Background Patients with Cushing's disease (CD) with hypercortisolism have an increased risk of opportunistic infection. However, most CD patients exposed to infections are diagnostic latency, leading to a poor prognosis. Methods Six patients in our hospital and an additional six patients in the literature were included in this study. Clinical information of CD patients with pulmonary Cryptococcus neoformans are reviewed. Results The average baseline total cortisol and ACTH in serum at 8 am of all the patients was 44.85 μg/dL (normal range 4.0–22.3 μg/dL) and 200.3 pg/mL (normal range 0–46 pg/mL), respectively. Lymphopenia was found in 2 out of 6 patients in our hospital. The pulmonary radiologic findings included nodules (4/12), masses with or without a cavity (5/12), infiltration (5/12), and consolidation (4/12).
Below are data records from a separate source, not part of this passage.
//! Environment configuration.

use std::path::PathBuf;
use std::str::FromStr;
use std::time::Duration;

use thiserror::Error;

#[derive(Debug, Error)]
pub enum ConfigError {
    #[error("invalid value for {name}: {value}")]
    Invalid { name: &'static str, value: String },
}

/// Connection settings for an OpenAI-compatible endpoint.
#[derive(Debug, Clone)]
pub struct AiEndpoint {
    pub api_key: String,
    pub base_url: String,
    pub model: String,
}

/// Text-to-speech settings.
#[derive(Debug, Clone)]
pub struct TtsSettings {
    pub endpoint: AiEndpoint,
    pub voice: String,
}

/// Service configuration.
#[derive(Debug, Clone)]
pub struct Config {
    pub database_url: String,
    pub host: String,
    pub port: u16,
    /// Directory served under `/public`; uploads and generated audio live here.
    pub public_dir: PathBuf,
    pub max_upload_bytes: usize,
    /// Bearer token required on admin routes. Admin routes are open when unset.
    pub admin_token: Option<String>,
    /// `None` when `LLM_API_KEY` is unset.
    pub llm: Option<AiEndpoint>,
    /// `None` when neither `TTS_API_KEY` nor `LLM_API_KEY` is set.
    pub tts: Option<TtsSettings>,
    pub ai_timeout: Duration,
    /// Source text is cut to this many characters before prompting.
    pub max_source_chars: usize,
}

impl Config {
    /// Read configuration from the process environment.
    ///
    /// Env vars (all optional):
    /// - DATABASE_URL, HOST, PORT, PUBLIC_DIR, MAX_UPLOAD_BYTES, ADMIN_TOKEN
    /// - LLM_API_KEY, LLM_BASE_URL, LLM_MODEL
    /// - TTS_API_KEY (defaults to LLM_API_KEY), TTS_BASE_URL, TTS_MODEL, TTS_VOICE
    /// - AI_TIMEOUT_SECS, MAX_SOURCE_CHARS
    pub fn from_env() -> Result<Self, ConfigError> {
        let llm_key = non_empty("LLM_API_KEY");
        let llm_base = var_or("LLM_BASE_URL", "https://api.openai.com/v1");

        let llm = llm_key.clone().map(|api_key| AiEndpoint {
            api_key,
            base_url: llm_base.clone(),
            model: var_or("LLM_MODEL", "gpt-4o-mini"),
        });

        let tts = non_empty("TTS_API_KEY").or(llm_key).map(|api_key| TtsSettings {
            endpoint: AiEndpoint {
                api_key,
                base_url: var_or("TTS_BASE_URL", &llm_base),
                model: var_or("TTS_MODEL", "tts-1"),
            },
            voice: var_or("TTS_VOICE", "alloy"),
        });

        Ok(Self {
            database_url: var_or("DATABASE_URL", "sqlite://data/scrum_sensei.db"),
            host: var_or("HOST", "0.0.0.0"),
            port: parse_or("PORT", 3000)?,
            public_dir: PathBuf::from(var_or("PUBLIC_DIR", "public")),
            max_upload_bytes: parse_or("MAX_UPLOAD_BYTES", 20 * 1024 * 1024)?,
            admin_token: non_empty("ADMIN_TOKEN"),
            llm,
            tts,
            ai_timeout: Duration::from_secs(parse_or("AI_TIMEOUT_SECS", 120)?),
            max_source_chars: parse_or("MAX_SOURCE_CHARS", 12_000)?,
        })
    }

    /// Configuration for tests: local paths, no AI endpoints, open admin routes.
    pub fn for_public_dir(database_url: &str, public_dir: PathBuf) -> Self {
        Self {
            database_url: database_url.to_string(),
            host: "127.0.0.1".to_string(),
            port: 0,
            public_dir,
            max_upload_bytes: 20 * 1024 * 1024,
            admin_token: None,
            llm: None,
            tts: None,
            ai_timeout: Duration::from_secs(5),
            max_source_chars: 12_000,
        }
    }

    pub fn bind_addr(&self) -> String {
        format!("{}:{}", self.host, self.port)
    }
}

fn non_empty(name: &str) -> Option<String> {
    std::env::var(name).ok().filter(|v| !v.trim().is_empty())
}

fn var_or(name: &str, default: &str) -> String {
    non_empty(name).unwrap_or_else(|| default.to_string())
}

fn parse_or<T: FromStr>(name: &'static str, default: T) -> Result<T, ConfigError> {
    match non_empty(name) {
        Some(value) => value
            .trim()
            .parse()
            .map_err(|_| ConfigError::Invalid { name, value }),
        None => Ok(default),
    }
}
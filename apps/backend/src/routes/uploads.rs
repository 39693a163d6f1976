//! PDF upload endpoint

use axum::{
    extract::{multipart::MultipartError, Multipart, State},
    http::StatusCode,
    Json,
};

use crate::error::{ApiError, Result};
use crate::models::*;
use crate::routes::optional;
use crate::services::pdf::looks_like_pdf;
use crate::services::storage::{StorageService, UPLOADS_DIR};
use crate::AppState;

const PDF_MIME: &str = "application/pdf";

struct UploadedFile {
    file_name: String,
    content_type: Option<String>,
    bytes: Vec<u8>,
}

/// POST /api/upload
///
/// Multipart form with a `file` part (PDF) and optional `title` and
/// `description` text parts. The file is stored under `uploads/` and a draft
/// pdf material is created for it.
pub async fn upload(
    State(state): State<AppState>,
    mut multipart: Multipart,
) -> Result<Json<ApiResponse<UploadResponse>>> {
    let mut file = None;
    let mut title = None;
    let mut description = None;

    while let Some(field) = multipart.next_field().await.map_err(multipart_error)? {
        let name = field.name().unwrap_or_default().to_string();
        match name.as_str() {
            "file" => {
                let file_name = field.file_name().unwrap_or("upload.pdf").to_string();
                let content_type = field.content_type().map(str::to_string);
                let bytes = field.bytes().await.map_err(multipart_error)?.to_vec();
                file = Some(UploadedFile {
                    file_name,
                    content_type,
                    bytes,
                });
            }
            "title" => title = optional(Some(field.text().await.map_err(multipart_error)?)),
            "description" => {
                description = optional(Some(field.text().await.map_err(multipart_error)?))
            }
            _ => {}
        }
    }

    let file = file.ok_or_else(|| ApiError::BadRequest("file is required".to_string()))?;
    validate_pdf(&file)?;

    let key = StorageService::make_key(UPLOADS_DIR, "pdf");
    state.storage.save_file(&key, &file.bytes).await?;

    let title = title.unwrap_or_else(|| title_from_file_name(&file.file_name));
    let created = state
        .db
        .create_material(&NewMaterial {
            title,
            description,
            material_type: MaterialType::Pdf,
            status: MaterialStatus::Draft,
            file_path: Some(key.clone()),
            content: None,
            source_material_id: None,
        })
        .await;

    let material = match created {
        Ok(material) => material,
        Err(e) => {
            state.storage.delete_file_best_effort(&key).await;
            return Err(e);
        }
    };

    tracing::info!(
        material_id = material.id,
        file = %file.file_name,
        bytes = file.bytes.len(),
        "Uploaded PDF"
    );

    Ok(Json(ApiResponse::ok(UploadResponse {
        material: material.to_api(),
        file_name: file.file_name,
        size: file.bytes.len(),
    })))
}

fn multipart_error(err: MultipartError) -> ApiError {
    if err.status() == StatusCode::PAYLOAD_TOO_LARGE {
        ApiError::PayloadTooLarge("Uploaded file is too large".to_string())
    } else {
        ApiError::BadRequest(err.body_text())
    }
}

/// Accept only non-empty PDFs declared as `application/pdf`.
fn validate_pdf(file: &UploadedFile) -> Result<()> {
    let declared_pdf = file
        .content_type
        .as_deref()
        .map(|ct| ct.split(';').next().unwrap_or(ct).trim().eq_ignore_ascii_case(PDF_MIME))
        .unwrap_or(false);
    if !declared_pdf {
        return Err(ApiError::BadRequest("Only PDF files can be uploaded".to_string()));
    }
    if file.bytes.is_empty() {
        return Err(ApiError::BadRequest("Uploaded file is empty".to_string()));
    }
    if !looks_like_pdf(&file.bytes) {
        return Err(ApiError::BadRequest(
            "Uploaded file is not a valid PDF".to_string(),
        ));
    }
    Ok(())
}

/// `scrum-guide_2020.pdf` → `scrum-guide_2020`
fn title_from_file_name(file_name: &str) -> String {
    let base = file_name.rsplit(['/', '\\']).next().unwrap_or(file_name);
    let stem = match base.rsplit_once('.') {
        Some((stem, _)) if !stem.is_empty() => stem,
        _ => base,
    };
    if stem.trim().is_empty() {
        "Untitled PDF".to_string()
    } else {
        stem.trim().to_string()
    }
}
The diagnosis of C . neoformans was established by lung pathology results (7/12), microorganism culture (3/12), and serum cryptococcal polysaccharide antigen (4/12). Lung lobectomy was performed in two patients who had a nodule in one lung lobe. Antifungal drugs were administered, including amphotericin-B (7/12), fluconazole (4/12), flucytosine (2/12) and liposomal amphotericin (1/12). Additional therapies for CD included trans-sphenoidal pituitary adenoma surgery (9/12), adrenalectomy (1/12) and ketoconazole (2/12). Seven patients survived, and five patients died. Conclusion Pulmonary C . neoformans is an uncommon but fatal opportunistic infection in CD patients. Pulmonary nodules or masses should be aggressively investigated to exclude the C . neoformans among CD patients. The infiltration lesions in chest CT scan and lymphopenia are associated with poor prognosis.